_Task item_
Within the entries below, find every line that has the string "MalformedAmount", then copy it.

_Data for this task_

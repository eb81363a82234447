// Decimal text <-> raw integer token units.

use std::str::FromStr;

use num_bigint::BigInt;
use num_integer::Integer;
use num_traits::{Signed, Zero};
use rust_decimal::Decimal;

use crate::error::CalcError;

/// Edit-boundary gate for numeric inputs: digits with at most one decimal point.
/// The empty string is accepted so a field can be cleared.
pub fn is_numeric_input(text: &str) -> bool {
    text.chars().all(|c| c.is_ascii_digit() || c == '.') && text.matches('.').count() <= 1
}

fn pow10(exp: u32) -> BigInt {
    BigInt::from(10u8).pow(exp)
}

/// Parses a human amount into smallest units. Fraction digits beyond `decimals`
/// are truncated. Empty input parses as zero.
pub fn to_raw(amount: &str, decimals: u8) -> Result<BigInt, CalcError> {
    let trimmed = amount.trim();
    if trimmed.is_empty() || trimmed == "." {
        return Ok(BigInt::zero());
    }
    let normalized = match (trimmed.starts_with('.'), trimmed.ends_with('.')) {
        (true, _) => format!("0{}", trimmed),
        (_, true) => trimmed.trim_end_matches('.').to_string(),
        _ => trimmed.to_string(),
    };
    let value = Decimal::from_str(&normalized).map_err(|_| CalcError::MalformedAmount(amount.to_string()))?;
    if value.is_sign_negative() && !value.is_zero() {
        return Err(CalcError::MalformedAmount(amount.to_string()));
    }

    let mantissa = BigInt::from(value.mantissa());
    let scale = value.scale();
    let decimals = decimals as u32;
    let raw = if scale <= decimals {
        mantissa * pow10(decimals - scale)
    } else {
        mantissa / pow10(scale - decimals)
    };
    Ok(raw.abs())
}

/// Formats smallest units as a decimal string without trailing zeros ("1.5", "0", "42").
pub fn from_raw(raw: &BigInt, decimals: u8) -> String {
    let (int_part, frac_part) = raw.abs().div_rem(&pow10(decimals as u32));
    if frac_part.is_zero() {
        return int_part.to_string();
    }
    let frac = format!("{:0>width$}", frac_part.to_string(), width = decimals as usize);
    format!("{}.{}", int_part, frac.trim_end_matches('0'))
}

/// Snaps values within 1e-18 of an integer to that integer. Values too large for
/// `Decimal` are returned unchanged.
pub fn snap_to_integer(amount: &str) -> String {
    let Ok(value) = Decimal::from_str(amount) else {
        return amount.to_string();
    };
    let rounded = value.round();
    if (value - rounded).abs() <= Decimal::new(1, 18) {
        rounded.normalize().to_string()
    } else {
        amount.to_string()
    }
}

/// Lossy f64 view of an amount string; unparseable text reads as zero.
pub fn amount_to_f64(amount: &str) -> f64 {
    amount.trim().parse::<f64>().ok().filter(|v| v.is_finite()).unwrap_or(0.0)
}

#[cfg(test)]
mod tests {
    use super::*;

    #[test]
    fn test_numeric_input_gate() {
        assert!(is_numeric_input(""));
        assert!(is_numeric_input("12"));
        assert!(is_numeric_input("12."));
        assert!(is_numeric_input(".5"));
        assert!(!is_numeric_input("1.2.3"));
        assert!(!is_numeric_input("-1"));
        assert!(!is_numeric_input("1e5"));
        assert!(!is_numeric_input("abc"));
    }

    #[test]
    fn test_to_raw_scales_and_truncates() {
        assert_eq!(to_raw("10", 18).unwrap(), BigInt::from(10u64) * pow10(18));
        assert_eq!(to_raw("1.5", 6).unwrap(), BigInt::from(1_500_000u64));
        assert_eq!(to_raw("0.1234567", 6).unwrap(), BigInt::from(123_456u64));
        assert_eq!(to_raw(".5", 1).unwrap(), BigInt::from(5u8));
        assert_eq!(to_raw("2.", 2).unwrap(), BigInt::from(200u16));
        assert!(to_raw("", 18).unwrap().is_zero());
    }

    #[test]
    fn test_to_raw_rejects_garbage() {
        assert!(matches!(to_raw("abc", 18), Err(CalcError::MalformedAmount(_))));
        assert!(matches!(to_raw("-3", 18), Err(CalcError::MalformedAmount(_))));
    }

    #[test]
    fn test_from_raw_trims() {
        assert_eq!(from_raw(&BigInt::from(1_500_000u64), 6), "1.5");
        assert_eq!(from_raw(&BigInt::from(1u8), 6), "0.000001");
        assert_eq!(from_raw(&BigInt::zero(), 18), "0");
        assert_eq!(from_raw(&(BigInt::from(42u8) * pow10(18)), 18), "42");
    }

    #[test]
    fn test_snap_to_integer() {
        assert_eq!(snap_to_integer("1.0000000000000000001"), "1");
        assert_eq!(snap_to_integer("10.000000000000000001"), "10");
        assert_eq!(snap_to_integer("1.5"), "1.5");
        assert_eq!(snap_to_integer("0.000000000000000002"), "0.000000000000000002");
        assert_eq!(snap_to_integer("2.999999999999999999999"), "3");
    }
}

_The completed task_
    let value = Decimal::from_str(&normalized).map_err(|_| CalcError::MalformedAmount(amount.to_string()))?;
        return Err(CalcError::MalformedAmount(amount.to_string()));
        assert!(matches!(to_raw("abc", 18), Err(CalcError::MalformedAmount(_))));
        assert!(matches!(to_raw("-3", 18), Err(CalcError::MalformedAmount(_))));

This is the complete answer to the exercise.